House Speaker Mike Johnson told a group of Baltic speakers of parliament on Tuesday that the national security proposal combining aid for Ukraine with border policy reforms would likely be split up, a person familiar with the conversation told Semafor.
Johnson acknowledged that the path forward couldn’t be certain until the text of a forthcoming border security deal is released, the person said. Johnson spokesman Raj Shah downplayed the comments and said they were made in a hypothetical context when asked about them by Semafor.
Still, the remarks are the latest sign that Johnson believes the broader package — which would include changes to border security policy negotiated by the Senate — to be dead on arrival in the House and is charting the path forward under that assumption. It’s unclear whether splitting up the package would mean the House takes a separate vote on all of the pieces, including aid for Ukraine. Holding a standalone vote on military assistance for Kyiv could open up Johnson to criticism from lawmakers on the right who oppose further aid.

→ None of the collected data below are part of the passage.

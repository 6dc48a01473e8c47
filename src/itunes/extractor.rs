//! iTunes library XML parser
//!
//! The export is a plist document: dictionaries encode their fields as
//! ordered sibling pairs, a `<key>` element naming the field followed by one
//! value element of arbitrary tag. The scan walks the document once,
//! pairing keys with the value sibling that follows them.

use super::dates;
use super::model::{FieldKey, RawTrack};
use crate::model::{TrackRecord, UNKNOWN_ARTIST};
use quick_xml::events::Event;
use quick_xml::Reader;
use std::fs::File;
use std::io::{BufRead, BufReader};
use std::path::{Path, PathBuf};
use thiserror::Error;

/// Failure to produce any track table at all.
///
/// Individual bad entries are not errors; they are skipped during the scan.
#[derive(Debug, Error)]
pub enum ExtractError {
    /// The export could not be opened
    #[error("cannot open library export {path:?}")]
    SourceUnavailable {
        path: PathBuf,
        #[source]
        source: std::io::Error,
    },

    /// The export is not well-formed XML
    #[error("library export is not well-formed XML (byte {position})")]
    MalformedDocument {
        position: u64,
        #[source]
        source: quick_xml::Error,
    },

    /// The export ended with elements still open. The reader does not
    /// flag missing end tags on its own, so a partially written export
    /// would otherwise pass as a short but valid document.
    #[error("library export is truncated (ended inside an open element)")]
    TruncatedDocument { position: u64 },
}

// Element depths in the expected shape: the root element at 1, the library
// dictionary at 2, the track container at 3, one dictionary per track at 4,
// and the key/value children of a track at 5.
const LIBRARY_DEPTH: usize = 2;
const CONTAINER_DEPTH: usize = 3;
const TRACK_DEPTH: usize = 4;
const FIELD_DEPTH: usize = 5;

/// Pairing state while scanning the children of one track dictionary.
///
/// Either the scan waits for the next `<key>`, or it holds the key just
/// seen until the value sibling closes. Keys outside the four of interest
/// still consume a value slot, so the pairing never drifts.
#[derive(Debug)]
enum PairState {
    /// Between pairs; the next `<key>` starts one
    AwaitingKey,
    /// Inside a `<key>` element, collecting the field name
    ReadingKey(Option<String>),
    /// Key complete; the next sibling element carries its value
    AwaitingValue(Option<FieldKey>),
    /// Inside the value element for the held key
    ReadingValue(Option<FieldKey>, Option<String>),
}

impl PairState {
    /// Consume the held key, if any, resetting the pairing.
    fn take_pending(&mut self) -> Option<FieldKey> {
        match std::mem::replace(self, PairState::AwaitingKey) {
            PairState::AwaitingValue(field) => field,
            _ => None,
        }
    }
}

/// Parse a library export and extract all track records.
///
/// Fails only when the whole document is unusable (unreadable path,
/// malformed or truncated XML); a document of the wrong shape yields an
/// empty table.
pub fn extract_tracks(path: &Path) -> Result<Vec<TrackRecord>, ExtractError> {
    let file = File::open(path).map_err(|source| ExtractError::SourceUnavailable {
        path: path.to_path_buf(),
        source,
    })?;

    let mut reader = Reader::from_reader(BufReader::new(file));
    reader.config_mut().trim_text(true);

    let candidates = scan_document(&mut reader)?;
    let tracks = normalize(candidates);

    log::info!("Extracted {} tracks from {:?}", tracks.len(), path);
    Ok(tracks)
}

/// Walk the document and gather candidate entries from the first track
/// container (the first dictionary nested directly inside the library
/// dictionary). The scan runs to end-of-file even after the container
/// closes: malformed markup anywhere in the document voids the parse, and
/// so does an end-of-file that leaves elements open.
fn scan_document<R: BufRead>(reader: &mut Reader<R>) -> Result<Vec<RawTrack>, ExtractError> {
    let mut candidates = Vec::new();

    let mut depth = 0usize;
    let mut library_is_dict = false;
    let mut container_found = false;
    let mut in_container = false;
    let mut current: Option<RawTrack> = None;
    let mut pair = PairState::AwaitingKey;
    let mut buf = Vec::new();

    loop {
        match reader.read_event_into(&mut buf) {
            Ok(Event::Start(e)) => {
                depth += 1;
                let is_dict = e.name().as_ref() == b"dict";

                match depth {
                    LIBRARY_DEPTH => library_is_dict = is_dict,
                    CONTAINER_DEPTH if is_dict && library_is_dict && !container_found => {
                        container_found = true;
                        in_container = true;
                    }
                    TRACK_DEPTH if in_container && is_dict => {
                        current = Some(RawTrack::new());
                        pair = PairState::AwaitingKey;
                    }
                    FIELD_DEPTH if current.is_some() => {
                        pair = if e.name().as_ref() == b"key" {
                            // A second key before any value overwrites the
                            // first, as in the source format
                            PairState::ReadingKey(None)
                        } else {
                            // A value with no preceding key carries None
                            // and is discarded on close
                            PairState::ReadingValue(pair.take_pending(), None)
                        };
                    }
                    _ => {}
                }
            }

            Ok(Event::Empty(e)) => {
                // Self-closing elements never change the depth
                let is_dict = e.name().as_ref() == b"dict";

                match depth + 1 {
                    CONTAINER_DEPTH if is_dict && library_is_dict && !container_found => {
                        // An empty container: the document is well-shaped
                        // but holds no tracks
                        container_found = true;
                    }
                    FIELD_DEPTH if current.is_some() => {
                        if e.name().as_ref() == b"key" {
                            pair = PairState::AwaitingValue(None);
                        } else {
                            // Childless value nodes such as <true/> still
                            // consume the pending key, capturing empty text
                            if let (Some(field), Some(raw)) =
                                (pair.take_pending(), current.as_mut())
                            {
                                raw.set(field, String::new());
                            }
                        }
                    }
                    _ => {}
                }
            }

            Ok(Event::Text(e)) => {
                if current.is_some() {
                    match &mut pair {
                        PairState::ReadingKey(name) if depth == FIELD_DEPTH => {
                            if name.is_none() {
                                *name = Some(e.unescape().unwrap_or_default().to_string());
                            }
                        }
                        PairState::ReadingValue(_, value) if depth == FIELD_DEPTH => {
                            if value.is_none() {
                                *value = Some(e.unescape().unwrap_or_default().to_string());
                            }
                        }
                        _ => {}
                    }
                }
            }

            Ok(Event::End(_)) => {
                match depth {
                    FIELD_DEPTH if current.is_some() => {
                        match std::mem::replace(&mut pair, PairState::AwaitingKey) {
                            PairState::ReadingKey(name) => {
                                pair = PairState::AwaitingValue(
                                    name.as_deref().and_then(FieldKey::from_name),
                                );
                            }
                            PairState::ReadingValue(field, value) => {
                                if let (Some(field), Some(raw)) = (field, current.as_mut()) {
                                    raw.set(field, value.unwrap_or_default());
                                }
                            }
                            state => pair = state,
                        }
                    }
                    TRACK_DEPTH => {
                        if let Some(raw) = current.take() {
                            if raw.has_required_fields() {
                                candidates.push(raw);
                            } else {
                                log::debug!("Skipping incomplete track entry: {:?}", raw);
                            }
                        }
                    }
                    CONTAINER_DEPTH => in_container = false,
                    _ => {}
                }
                depth = depth.saturating_sub(1);
            }

            Ok(Event::Eof) => {
                if depth > 0 {
                    return Err(ExtractError::TruncatedDocument {
                        position: reader.buffer_position(),
                    });
                }
                break;
            }
            Err(e) => {
                return Err(ExtractError::MalformedDocument {
                    position: reader.buffer_position(),
                    source: e,
                });
            }
            _ => {}
        }

        buf.clear();
    }

    Ok(candidates)
}

/// Post-process the retained candidates: parse release dates and build the
/// final records. Entries whose date text does not parse are dropped.
fn normalize(candidates: Vec<RawTrack>) -> Vec<TrackRecord> {
    let total = candidates.len();
    let mut tracks = Vec::with_capacity(total);

    for raw in candidates {
        if let Some(track) = finish_track(raw) {
            tracks.push(track);
        }
    }

    let dropped = total - tracks.len();
    if dropped > 0 {
        log::info!("Dropped {dropped} track entries with unparsable release dates");
    }

    tracks
}

/// Convert one candidate into a record, applying the field defaults.
fn finish_track(raw: RawTrack) -> Option<TrackRecord> {
    let album = raw.album?;
    let date_text = raw.release_date?;

    let release_date = match dates::parse_release_date(&date_text) {
        Some(date) => date,
        None => {
            log::debug!("Dropping {album:?}: unparsable release date {date_text:?}");
            return None;
        }
    };

    Some(TrackRecord {
        album,
        artist: raw.artist.unwrap_or_else(|| UNKNOWN_ARTIST.to_string()),
        release_date,
        play_count: raw.play_count.unwrap_or(0),
    })
}
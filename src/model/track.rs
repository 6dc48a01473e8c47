use chrono::{Datelike, NaiveDate};

use super::Month;

/// Artist name substituted when the export carries none for a track.
pub const UNKNOWN_ARTIST: &str = "Unknown Artist";

/// One track entry extracted from the library export.
///
/// A record only exists when the export carried both an album title and a
/// release date that parsed; everything else is defaulted. Records are
/// immutable once extracted.
#[derive(Debug, Clone, PartialEq, Eq)]
pub struct TrackRecord {
    /// Album title, exactly as written in the export (surrounding
    /// whitespace trimmed)
    pub album: String,

    /// Artist name, or [`UNKNOWN_ARTIST`] when the export had none
    pub artist: String,

    /// Release date, normalized from the export's timestamp text
    pub release_date: NaiveDate,

    /// Cumulative play count; 0 when the export had none
    pub play_count: u32,
}

impl TrackRecord {
    /// Release year, derived from `release_date`
    pub fn year(&self) -> i32 {
        self.release_date.year()
    }

    /// Release month, derived from `release_date`
    pub fn month(&self) -> Month {
        Month::ALL[self.release_date.month0() as usize]
    }
}
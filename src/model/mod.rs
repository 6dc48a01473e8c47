//! Data model for the extracted library
//!
//! These types are independent of both the input format (the plist export)
//! and the output tables derived from them.

mod library;
mod month;
mod track;

pub use library::Library;
pub use month::Month;
pub use track::{TrackRecord, UNKNOWN_ARTIST};
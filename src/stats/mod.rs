//! Aggregations over the track table
//!
//! Both functions are pure reductions over the extracted records: they
//! share no state, and either may run first. Empty input produces empty
//! output, never an error.

mod monthly;
mod yearly;

pub use monthly::{top_albums_current_year, MonthlyTopAlbum, TOP_ALBUMS_PER_MONTH};
pub use yearly::{count_albums_by_year, AlbumYearCount};
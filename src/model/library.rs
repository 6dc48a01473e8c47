use super::TrackRecord;

/// The extracted track table.
///
/// A flat, immutable-after-extraction sequence of records. An empty library
/// is a fully valid input to both aggregations, which is how unreadable or
/// malformed exports degrade.
#[derive(Debug, Clone, Default)]
pub struct Library {
    tracks: Vec<TrackRecord>,
}

impl Library {
    /// Create a new empty library
    pub fn new() -> Self {
        Self { tracks: Vec::new() }
    }

    /// Build a library from extracted records
    pub fn from_tracks(tracks: Vec<TrackRecord>) -> Self {
        Self { tracks }
    }

    /// All tracks, in extraction order
    pub fn tracks(&self) -> &[TrackRecord] {
        &self.tracks
    }

    /// Total number of tracks
    pub fn track_count(&self) -> usize {
        self.tracks.len()
    }

    /// Whether the library holds no tracks
    pub fn is_empty(&self) -> bool {
        self.tracks.is_empty()
    }
}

President Joe Biden’s proposed supplemental includes aid for Ukraine and Israel, border security funding, and money to counter China. Republicans have insisted on border security policy changes in exchange for funding Ukraine, and a bipartisan group has been working out a package to curtail the flow of migrants at the southern border.
Johnson and other conservatives, however, have lambasted the emerging deal as insufficient while calling on Biden to use his executive authority to address the situation at the border. Former President Donald Trump has also been lobbying publicly and privately against any border deal.
Johnson met with the speakers of the parliaments of Latvia, Estonia, and Lithuania — Daiga Mieriņa, Lauri Hussar, and Viktorija Čmilytė-Nielsen — at the U.S. Capitol on Tuesday along with Reps. Mike Waltz, R-Fla. and Tom Kean, R-N.J. According to a readout from the speaker’s office, they discussed support for Ukraine, the situation in the Middle East, and the Biden administration’s recent decision to pause new permits for liquefied natural gas projects.
Johnson “heard from the group their views on the importance of decisive action when it comes to addressing Russian aggression, including on weaponized migration aimed to destabilize national sovereignty,” the readout said.